Give back an exact copy of the lines in the records below, from the line that has "view matches server" through the line that has "filename crates/tabwire-core/src/shm/memory.rs", and nothing besides.

■ Data shown:
--*--

//! Auth orchestrator
//!
//! Owns the session lifecycle on top of the gateway. The phase machine is
//!
//! ```text
//! Uninitialized -> Verifying -> { Authenticated, Anonymous }
//! Authenticated -> Verifying -> { Authenticated, Anonymous }   (periodic re-check)
//! any           -> Anonymous                                    (explicit sign-out)
//! ```
//!
//! Role flags are derived from the principal on every update, never stored
//! independently.

use std::sync::{Arc, PoisonError, RwLock};
use std::time::Duration;

use serde_json::{Map, Value};
use tracing::{debug, info, warn};

use crate::error::RequestResult;
use crate::gateway::Gateway;
use crate::session::SessionStore;
use crate::types::{Principal, Role, TeacherApplication};

/// Session phase.
#[derive(Debug, Clone, Copy, PartialEq, Eq)]
pub enum AuthPhase {
    /// Startup verification has not run yet.
    Uninitialized,
    /// A verification round-trip is in flight.
    Verifying,
    Authenticated,
    Anonymous,
}

/// Snapshot of the orchestrator state handed to consumers.
#[derive(Debug, Clone)]
pub struct AuthState {
    pub phase: AuthPhase,
    pub principal: Option<Principal>,
    pub is_admin: bool,
    pub is_teacher: bool,
}

impl AuthState {
    fn uninitialized() -> Self {
        Self {
            phase: AuthPhase::Uninitialized,
            principal: None,
            is_admin: false,
            is_teacher: false,
        }
    }
}

/// Finite-state session manager built on the gateway.
pub struct AuthOrchestrator {
    gateway: Arc<Gateway>,
    session: SessionStore,
    state: RwLock<AuthState>,
}

impl AuthOrchestrator {
    pub fn new(gateway: Arc<Gateway>, session: SessionStore) -> Self {
        Self {
            gateway,
            session,
            state: RwLock::new(AuthState::uninitialized()),
        }
    }

    /// Current state snapshot.
    pub fn state(&self) -> AuthState {
        self.state
            .read()
            .unwrap_or_else(PoisonError::into_inner)
            .clone()
    }

    pub fn phase(&self) -> AuthPhase {
        self.state().phase
    }

    pub fn principal(&self) -> Option<Principal> {
        self.state().principal
    }

    /// Derived from the principal role; recomputed on every update.
    pub fn is_admin(&self) -> bool {
        self.state().is_admin
    }

    /// Derived from the principal role; recomputed on every update.
    pub fn is_teacher(&self) -> bool {
        self.state().is_teacher
    }

    fn set_phase(&self, phase: AuthPhase) {
        self.state
            .write()
            .unwrap_or_else(PoisonError::into_inner)
            .phase = phase;
    }

    /// Replace the principal and recompute derived role flags atomically.
    fn apply(&self, principal: Option<Principal>, phase: AuthPhase) {
        let mut state = self.state.write().unwrap_or_else(PoisonError::into_inner);
        state.is_admin = matches!(principal.as_ref().map(|p| p.role), Some(Role::Admin));
        state.is_teacher = matches!(principal.as_ref().map(|p| p.role), Some(Role::Teacher));
        state.principal = principal;
        state.phase = phase;
    }

    /// Startup verification: resolve the persisted credential (if any) into
    /// an authenticated or anonymous state.
    pub async fn initialize(&self) {
        if self.session.token().is_none() {
            debug!("no persisted credential, starting anonymous");
            self.apply(None, AuthPhase::Anonymous);
            return;
        }
        self.set_phase(AuthPhase::Verifying);
        match self.gateway.verify_token().await {
            Ok(principal) => {
                info!(user = %principal.email, "restored session");
                self.apply(Some(principal), AuthPhase::Authenticated);
            }
            Err(e) => {
                warn!("persisted credential failed verification: {}", e);
                self.session.clear();
                self.apply(None, AuthPhase::Anonymous);
            }
        }
    }

    /// Sign in with email and password.
    ///
    /// On success the credential is persisted and the state moves through
    /// `Verifying` to `Authenticated`. On failure the current state is left
    /// untouched and the error is returned for the UI. Never panics past
    /// this boundary.
    pub async fn sign_in(&self, email: &str, password: &str) -> RequestResult<Principal> {
        let response = self.gateway.login(email, password).await?;
        self.session.set(response.token, response.expires_at);
        self.set_phase(AuthPhase::Verifying);

        // Refetch the principal so role and metadata reflect server truth.
        // The login payload is the fallback only for non-auth failures: when
        // the refetch is rejected with 401/403 the gateway has already cleared
        // the credential, and an authenticated state without one would leave a
        // principal no request could act on.
        let principal = match self.gateway.current_user().await {
            Ok(principal) => principal,
            Err(e) if e.is_auth_failure() => {
                warn!("post-login verification rejected the session: {}", e);
                self.apply(None, AuthPhase::Anonymous);
                return Err(e);
            }
            Err(e) => {
                warn!("post-login principal fetch failed, using login payload: {}", e);
                response.user
            }
        };
        info!(user = %principal.email, role = principal.role.as_str(), "signed in");
        self.apply(Some(principal.clone()), AuthPhase::Authenticated);
        Ok(principal)
    }

    /// Register a new account, then attempt an automatic sign-in with the
    /// same credentials.
    ///
    /// Returns `Ok(Some(principal))` when the auto sign-in also succeeded and
    /// `Ok(None)` when registration succeeded but the sign-in did not; the
    /// registration itself is still reported as successful in that case.
    pub async fn sign_up(
        &self,
        email: &str,
        password: &str,
        username: &str,
    ) -> RequestResult<Option<Principal>> {
        let outcome = self.gateway.register(email, password, username).await?;

        if let Some(token) = outcome.token {
            // The backend opened a session as part of registration.
            self.session.set(token, None);
            self.set_phase(AuthPhase::Verifying);
            // Verifying is transient: every return path below settles on
            // Authenticated or Anonymous.
            return match self.gateway.current_user().await {
                Ok(principal) => {
                    self.apply(Some(principal.clone()), AuthPhase::Authenticated);
                    Ok(Some(principal))
                }
                Err(e) if e.is_auth_failure() => {
                    // The gateway cleared the rejected credential; the
                    // registration itself still succeeded.
                    warn!("post-signup verification rejected the session: {}", e);
                    self.apply(None, AuthPhase::Anonymous);
                    Ok(None)
                }
                Err(e) => {
                    warn!("post-signup principal fetch failed: {}", e);
                    match outcome.user {
                        Some(user) => {
                            self.apply(Some(user.clone()), AuthPhase::Authenticated);
                            Ok(Some(user))
                        }
                        None => {
                            self.session.clear();
                            self.apply(None, AuthPhase::Anonymous);
                            Ok(None)
                        }
                    }
                }
            };
        }

        match self.sign_in(email, password).await {
            Ok(principal) => Ok(Some(principal)),
            Err(e) => {
                // Registration succeeded even though auto-login did not.
                warn!("auto sign-in after registration failed: {}", e);
                Ok(None)
            }
        }
    }

    /// Sign out unconditionally.
    ///
    /// The backend call to invalidate the server-side session is best-effort;
    /// local state wins. Safe to call in any phase, any number of times.
    pub async fn sign_out(&self) {
        if self.session.is_authenticated() {
            if let Err(e) = self.gateway.logout().await {
                warn!("server-side sign-out failed, clearing locally anyway: {}", e);
            }
        }
        self.session.clear();
        self.apply(None, AuthPhase::Anonymous);
        info!("signed out");
    }

    /// Re-verify the current session. Runs only while authenticated;
    /// verification failure forces a sign-out.
    pub async fn verify_session(&self) {
        if self.phase() != AuthPhase::Authenticated {
            return;
        }
        self.set_phase(AuthPhase::Verifying);
        match self.gateway.verify_token().await {
            Ok(principal) => {
                self.apply(Some(principal), AuthPhase::Authenticated);
            }
            Err(e) => {
                warn!("session re-verification failed, signing out: {}", e);
                self.session.clear();
                self.apply(None, AuthPhase::Anonymous);
            }
        }
    }

    /// Shallow-merge `changes` into the principal's metadata server-side,
    /// then re-fetch the full principal so the local view matches server
    /// truth instead of an optimistic patch.
    pub async fn update_user_metadata(
        &self,
        user_id: &str,
        changes: Map<String, Value>,
    ) -> RequestResult<Principal> {
        self.gateway.update_metadata(user_id, &changes).await?;
        let principal = self.gateway.current_user().await?;
        self.apply(Some(principal.clone()), AuthPhase::Authenticated);
        Ok(principal)
    }

    /// Submit a teacher application. Applications are auto-approved, so the
    /// refetched principal carries the teacher role and the derived
    /// `is_teacher` flag flips with it.
    pub async fn apply_as_teacher(
        &self,
        user_id: &str,
        application: TeacherApplication,
    ) -> RequestResult<Principal> {
        self.gateway.apply_teacher(user_id, &application).await?;
        let principal = self.gateway.current_user().await?;
        self.apply(Some(principal.clone()), AuthPhase::Authenticated);
        Ok(principal)
    }

    /// Spawn the periodic re-verification loop. The first check runs one
    /// full period after spawning; startup verification is `initialize`.
    pub fn spawn_reverification(self: &Arc<Self>, period: Duration) -> tokio::task::JoinHandle<()> {
        let orchestrator = Arc::clone(self);
        tokio::spawn(async move {
            let mut interval = tokio::time::interval(period);
            // The immediate first tick would duplicate initialize().
            interval.tick().await;
            loop {
                interval.tick().await;
                orchestrator.verify_session().await;
            }
        })
    }
}
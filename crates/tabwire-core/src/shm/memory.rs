//! Heap-backed broker for embedders that share memory without an OS object.

use super::{MemoryBroker, SharedRegion};
use crate::{Result, WorkerError};
use std::cell::RefCell;
use std::collections::HashMap;
use std::sync::Arc;

struct HeapRegion {
    name: String,
    bytes: Arc<[u8]>,
}

impl SharedRegion for HeapRegion {
    fn name(&self) -> &str {
        &self.name
    }

    fn as_bytes(&self) -> &[u8] {
        &self.bytes
    }
}

/// A broker whose regions are byte buffers registered up front.
///
/// Tokens are the UTF-8 names given to [`InMemoryBroker::insert`].
#[derive(Default)]
pub struct InMemoryBroker {
    regions: RefCell<HashMap<String, Arc<[u8]>>>,
}

impl InMemoryBroker {
    pub fn new() -> Self {
        Self::default()
    }

    pub fn insert(&self, name: impl Into<String>, bytes: Vec<u8>) {
        self.regions.borrow_mut().insert(name.into(), bytes.into());
    }
}

impl MemoryBroker for InMemoryBroker {
    fn open(&self, token: &[u8], byte_len: usize) -> Result<Arc<dyn SharedRegion>> {
        let name = std::str::from_utf8(token).map_err(|_| WorkerError::SharedMemory {
            message: "memory handle is not a UTF-8 name".to_string(),
        })?;
        let bytes = self
            .regions
            .borrow()
            .get(name)
            .cloned()
            .ok_or_else(|| WorkerError::SharedMemory {
                message: format!("no shared region named {}", name),
            })?;
        if bytes.len() < byte_len {
            return Err(WorkerError::SharedMemory {
                message: format!(
                    "region {} holds {} bytes, {} requested",
                    name,
                    bytes.len(),
                    byte_len
                ),
            });
        }
        Ok(Arc::new(HeapRegion {
            name: name.to_string(),
            bytes,
        }))
    }
}
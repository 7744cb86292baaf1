//! `get_debug_buffer`.

use crate::dispatch::WorkerState;
use crate::protocol::Response;
use crate::transport::Connection;
use crate::Result;

/// Send and clear everything captured outside of script runs.
pub(crate) async fn get_debug_buffer(conn: &mut Connection, state: &mut WorkerState) -> Result<()> {
    let (std_out, std_err) = state.debug.drain();
    let response = Response::ok()
        .with("std_out", std_out)
        .with("std_err", std_err);
    conn.send_json(&response).await
}
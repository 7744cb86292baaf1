//! Attribute header inference.
//!
//! The header is a heuristic derived from the data on every call, never a
//! stored schema:
//!
//! - text and boolean columns are `STRING`, or `NOMINAL` when the number of
//!   distinct values is strictly below half the row count
//! - timestamp and date columns are `DATE`
//! - everything else is `NUMERIC`

use super::Dataset;
use crate::config::DatasetConfig;
use crate::{Result, WorkerError};
use arrow::array::{Array, StringArray};
use arrow::compute::cast;
use arrow::datatypes::DataType;
use serde::Serialize;
use std::collections::HashSet;

#[derive(Debug, Clone, Copy, PartialEq, Eq, Serialize)]
#[serde(rename_all = "SCREAMING_SNAKE_CASE")]
pub enum AttributeType {
    String,
    Nominal,
    Date,
    Numeric,
}

#[derive(Debug, Clone, PartialEq, Eq, Serialize)]
pub struct AttributeHeader {
    pub name: String,
    #[serde(rename = "type")]
    pub attribute_type: AttributeType,
    #[serde(skip_serializing_if = "Option::is_none")]
    pub values: Option<Vec<String>>,
    #[serde(skip_serializing_if = "Option::is_none")]
    pub format: Option<&'static str>,
}

#[derive(Debug, Clone, PartialEq, Eq, Serialize)]
pub struct InstancesHeader {
    pub relation_name: String,
    pub attributes: Vec<AttributeHeader>,
}

fn is_textual(data_type: &DataType) -> bool {
    matches!(
        data_type,
        DataType::Utf8 | DataType::LargeUtf8 | DataType::Utf8View | DataType::Boolean
    )
}

fn is_datetime(data_type: &DataType) -> bool {
    matches!(
        data_type,
        DataType::Timestamp(_, _) | DataType::Date32 | DataType::Date64
    )
}

/// Distinct non-null values in first-seen order, plus whether a null was seen.
fn distinct_values(column: &dyn Array) -> Result<(Vec<String>, bool)> {
    let as_text = cast(column, &DataType::Utf8)?;
    let strings = as_text
        .as_any()
        .downcast_ref::<StringArray>()
        .ok_or_else(|| WorkerError::dataset("text column did not cast to Utf8"))?;

    let mut seen = HashSet::new();
    let mut values = Vec::new();
    let mut saw_null = false;
    for value in strings.iter() {
        match value {
            Some(s) => {
                if seen.insert(s) {
                    values.push(s.to_string());
                }
            }
            None => saw_null = true,
        }
    }
    Ok((values, saw_null))
}

fn infer_attribute(name: &str, column: &dyn Array, num_rows: usize) -> Result<AttributeHeader> {
    let data_type = column.data_type();
    let mut attribute = AttributeHeader {
        name: name.to_string(),
        attribute_type: AttributeType::Numeric,
        values: None,
        format: None,
    };

    if is_textual(data_type) {
        attribute.attribute_type = AttributeType::String;
        let (values, saw_null) = distinct_values(column)?;
        // A missing value counts toward the distinct total but is never listed.
        let distinct = values.len() + usize::from(saw_null);
        if (distinct as f64) < (num_rows as f64) / 2.0 {
            attribute.attribute_type = AttributeType::Nominal;
            attribute.values = Some(values);
        }
    } else if is_datetime(data_type) {
        attribute.attribute_type = AttributeType::Date;
        attribute.format = Some(DatasetConfig::HEADER_DATE_FORMAT);
    }

    Ok(attribute)
}

/// Derive the attribute header for `dataset`, in column order.
pub fn infer_header(relation_name: &str, dataset: &Dataset) -> Result<InstancesHeader> {
    let num_rows = dataset.num_rows();
    let batch = dataset.batch();
    let attributes = batch
        .schema()
        .fields()
        .iter()
        .zip(batch.columns())
        .map(|(field, column)| infer_attribute(field.name(), column.as_ref(), num_rows))
        .collect::<Result<Vec<_>>>()?;

    Ok(InstancesHeader {
        relation_name: relation_name.to_string(),
        attributes,
    })
}
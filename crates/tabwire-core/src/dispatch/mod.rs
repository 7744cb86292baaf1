//! The command loop.
//!
//! A [`Worker`] owns the connection and all session state. It announces
//! itself with a `pid_response`, then reads one control message at a time
//! and hands it to the matching handler. The next frame is not read until
//! the handler has sent everything it is going to send.
//!
//! # Error handling
//!
//! - Recoverable handler errors become one `error` response.
//! - Fatal errors (see [`crate::WorkerError::is_fatal`]) close the connection and
//!   end [`Worker::run`] with the error.
//! - Messages without a `command`, and unknown commands, get no response.

mod handlers;

use crate::debug::DebugBuffer;
use crate::env::{Environment, Value};
use crate::protocol::{Command, ControlMessage, Response};
use crate::script::{JsScriptEngine, ScriptEngine};
use crate::shm::{default_broker, HandleSlot, MemoryBroker};
use crate::transport::Connection;
use crate::Result;
use tracing::{debug, error, info, warn};

/// Whether the loop keeps going after a command.
pub(crate) enum Flow {
    Continue,
    Shutdown,
}

/// Everything a handler may read or change.
pub(crate) struct WorkerState {
    pub(crate) env: Environment,
    pub(crate) handle: HandleSlot,
    pub(crate) engine: Box<dyn ScriptEngine>,
    pub(crate) broker: Box<dyn MemoryBroker>,
    pub(crate) debug: DebugBuffer,
    pub(crate) startup_debug: bool,
}

impl WorkerState {
    /// Write to the debug buffer when `enabled`.
    pub(crate) fn trace(&self, enabled: bool, text: &str) {
        if enabled {
            self.debug.write_out(text);
        }
    }
}

/// Builder for a [`Worker`].
///
/// ```rust,ignore
/// let conn = Connection::connect("localhost", port).await?;
/// let worker = Worker::builder()
///     .debug(true)
///     .with_variable("cluster", serde_json::json!({"workers": 4}))
///     .build(conn)?;
/// worker.run().await?;
/// ```
#[derive(Default)]
pub struct WorkerBuilder {
    engine: Option<Box<dyn ScriptEngine>>,
    broker: Option<Box<dyn MemoryBroker>>,
    debug_buffer: Option<DebugBuffer>,
    startup_debug: bool,
    variables: Vec<(String, Value)>,
}

impl WorkerBuilder {
    pub fn new() -> Self {
        Self::default()
    }

    /// Use a custom script engine.
    ///
    /// Default: [`JsScriptEngine`]
    pub fn with_script_engine(mut self, engine: impl ScriptEngine + 'static) -> Self {
        self.engine = Some(Box::new(engine));
        self
    }

    /// Use a custom broker for `share_instances`.
    ///
    /// Default: POSIX shared memory on Unix, an empty in-memory broker
    /// elsewhere.
    pub fn with_memory_broker(mut self, broker: impl MemoryBroker + 'static) -> Self {
        self.broker = Some(Box::new(broker));
        self
    }

    /// Share a debug buffer with the caller, typically so the log
    /// subscriber can write into it.
    pub fn with_debug_buffer(mut self, buffer: DebugBuffer) -> Self {
        self.debug_buffer = Some(buffer);
        self
    }

    /// Register an entry before the command loop starts.
    pub fn with_variable(mut self, name: impl Into<String>, value: impl Into<Value>) -> Self {
        self.variables.push((name.into(), value.into()));
        self
    }

    /// Startup debug mode: lifecycle messages go to the debug buffer.
    pub fn debug(mut self, enable: bool) -> Self {
        self.startup_debug = enable;
        self
    }

    pub fn build(self, conn: Connection) -> Result<Worker> {
        let engine: Box<dyn ScriptEngine> = match self.engine {
            Some(engine) => engine,
            None => Box::new(JsScriptEngine::new()?),
        };
        let mut env = Environment::new();
        for (name, value) in self.variables {
            debug!("Registering bootstrap variable {}", name);
            env.set(name, value);
        }

        Ok(Worker {
            conn,
            state: WorkerState {
                env,
                handle: HandleSlot::new(),
                engine,
                broker: self.broker.unwrap_or_else(default_broker),
                debug: self.debug_buffer.unwrap_or_default(),
                startup_debug: self.startup_debug,
            },
        })
    }
}

/// A single-connection command worker.
pub struct Worker {
    conn: Connection,
    state: WorkerState,
}

impl Worker {
    pub fn builder() -> WorkerBuilder {
        WorkerBuilder::new()
    }

    pub fn debug_buffer(&self) -> &DebugBuffer {
        &self.state.debug
    }

    pub fn environment(&self) -> &Environment {
        &self.state.env
    }

    /// Serve commands until `shutdown` or a fatal error.
    ///
    /// The connection is closed on return either way.
    pub async fn run(mut self) -> Result<()> {
        let result = self.serve().await;
        if let Err(e) = self.conn.close().await {
            debug!("Error closing connection: {}", e);
        }
        result
    }

    async fn serve(&mut self) -> Result<()> {
        let pid = std::process::id();
        self.state.trace(self.state.startup_debug, "Worker starting...\n");
        self.conn.send_json(&Response::pid(pid)).await?;
        info!("Worker {} connected", pid);

        loop {
            let message = ControlMessage::from_value(self.conn.receive_json().await?);

            let Some(name) = message.command() else {
                warn!("Control message did not contain a command field");
                self.state.trace(
                    self.state.startup_debug,
                    "message did not contain a command field!\n",
                );
                continue;
            };
            let Some(command) = Command::parse(name) else {
                warn!("Ignoring unknown command {}", name);
                continue;
            };

            debug!("Dispatching {}", command.as_str());
            match handlers::dispatch(command, &mut self.conn, &mut self.state, &message).await {
                Ok(Flow::Continue) => {}
                Ok(Flow::Shutdown) => {
                    info!("Shutdown requested");
                    return Ok(());
                }
                Err(e) if e.is_fatal() => {
                    error!("Fatal error in {}: {}", command.as_str(), e);
                    return Err(e);
                }
                Err(e) => {
                    warn!("{} failed: {}", command.as_str(), e);
                    self.conn.send_json(&Response::error(e.to_string())).await?;
                }
            }
        }
    }
}
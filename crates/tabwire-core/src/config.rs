//! Centralized protocol constants.
//!
//! Values here are part of the wire contract with the host; changing any of
//! them breaks compatibility with existing hosts.

/// Framing and process-level constants.
pub struct ProtocolConfig;

impl ProtocolConfig {
    /// Second process argument that turns on startup debug tracing.
    pub const DEBUG_LITERAL: &'static str = "debug";
    /// The length prefix is a big-endian u32, so no frame can exceed this.
    pub const MAX_FRAME_SIZE: usize = u32::MAX as usize;
    pub const LENGTH_PREFIX_SIZE: usize = 4;
}

/// CSV dialect and header inference constants.
pub struct DatasetConfig;

impl DatasetConfig {
    pub const NA_TOKEN: &'static str = "?";
    pub const NA_REGEX: &'static str = r"^\?$";
    pub const QUOTE: u8 = b'\'';
    pub const ESCAPE: u8 = b'\\';
    /// Date format reported to the host in attribute headers.
    pub const HEADER_DATE_FORMAT: &'static str = "yyyy-MM-dd HH:mm:ss";
    /// strftime rendering for timestamps in CSV bodies; the quotes are literal.
    pub const CSV_TIMESTAMP_FORMAT: &'static str = "\"%Y-%m-%d %H:%M:%S\"";
    pub const CSV_DATE_FORMAT: &'static str = "\"%Y-%m-%d\"";
    pub const READ_BATCH_SIZE: usize = 8192;
}

/// Shared memory handle constants.
pub struct SharedMemoryConfig;

impl SharedMemoryConfig {
    /// Name under which the open handle is reported.
    pub const HANDLE_SLOT_NAME: &'static str = "handle";
}

/// Script execution constants.
pub struct ScriptConfig;

impl ScriptConfig {
    pub const EXCEPTION_MARKER: &'static str = "Got an exception executing script";
}
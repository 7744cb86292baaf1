//! Length-prefixed framing.
//!
//! ```text
//! [u32 BE: len][payload bytes of len]
//! ```
//!
//! The payload is either UTF-8 text (JSON control messages, CSV bodies) or
//! raw bytes (Arrow IPC streams). Framing does not care which.

use crate::config::ProtocolConfig;
use crate::{Result, WorkerError};
use tokio::io::{AsyncReadExt, AsyncWriteExt};

/// Read one frame from an async reader.
///
/// `read_exact` keeps reading across short socket reads until the whole
/// payload has arrived. A peer that closes mid-frame yields
/// [`WorkerError::ConnectionClosed`].
pub async fn read_frame<R: AsyncReadExt + Unpin>(reader: &mut R) -> Result<Vec<u8>> {
    let mut len_buf = [0u8; ProtocolConfig::LENGTH_PREFIX_SIZE];
    reader.read_exact(&mut len_buf).await?;

    let len = u32::from_be_bytes(len_buf) as usize;

    let mut payload = vec![0u8; len];
    reader.read_exact(&mut payload).await?;

    Ok(payload)
}

/// Write one frame to an async writer.
pub async fn write_frame<W: AsyncWriteExt + Unpin>(writer: &mut W, payload: &[u8]) -> Result<()> {
    if payload.len() > ProtocolConfig::MAX_FRAME_SIZE {
        return Err(WorkerError::FrameTooLarge {
            len: payload.len(),
            max: ProtocolConfig::MAX_FRAME_SIZE,
        });
    }
    let len = payload.len() as u32;
    writer.write_all(&len.to_be_bytes()).await?;
    writer.write_all(payload).await?;
    writer.flush().await?;
    Ok(())
}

--*--

■ Solution for this problem:
    /// then re-fetch the full principal so the local view matches server
    /// truth instead of an optimistic patch.
    pub async fn update_user_metadata(
        &self,
        user_id: &str,
        changes: Map<String, Value>,
    ) -> RequestResult<Principal> {
        self.gateway.update_metadata(user_id, &changes).await?;
        let principal = self.gateway.current_user().await?;
        self.apply(Some(principal.clone()), AuthPhase::Authenticated);
        Ok(principal)
    }

    /// Submit a teacher application. Applications are auto-approved, so the
    /// refetched principal carries the teacher role and the derived
    /// `is_teacher` flag flips with it.
    pub async fn apply_as_teacher(
        &self,
        user_id: &str,
        application: TeacherApplication,
    ) -> RequestResult<Principal> {
        self.gateway.apply_teacher(user_id, &application).await?;
        let principal = self.gateway.current_user().await?;
        self.apply(Some(principal.clone()), AuthPhase::Authenticated);
        Ok(principal)
    }

    /// Spawn the periodic re-verification loop. The first check runs one
    /// full period after spawning; startup verification is `initialize`.
    pub fn spawn_reverification(self: &Arc<Self>, period: Duration) -> tokio::task::JoinHandle<()> {
        let orchestrator = Arc::clone(self);
        tokio::spawn(async move {
            let mut interval = tokio::time::interval(period);
            // The immediate first tick would duplicate initialize().
            interval.tick().await;
            loop {
                interval.tick().await;
                orchestrator.verify_session().await;
            }
        })
    }
}
filename crates/tabwire-core/src/shm/memory.rs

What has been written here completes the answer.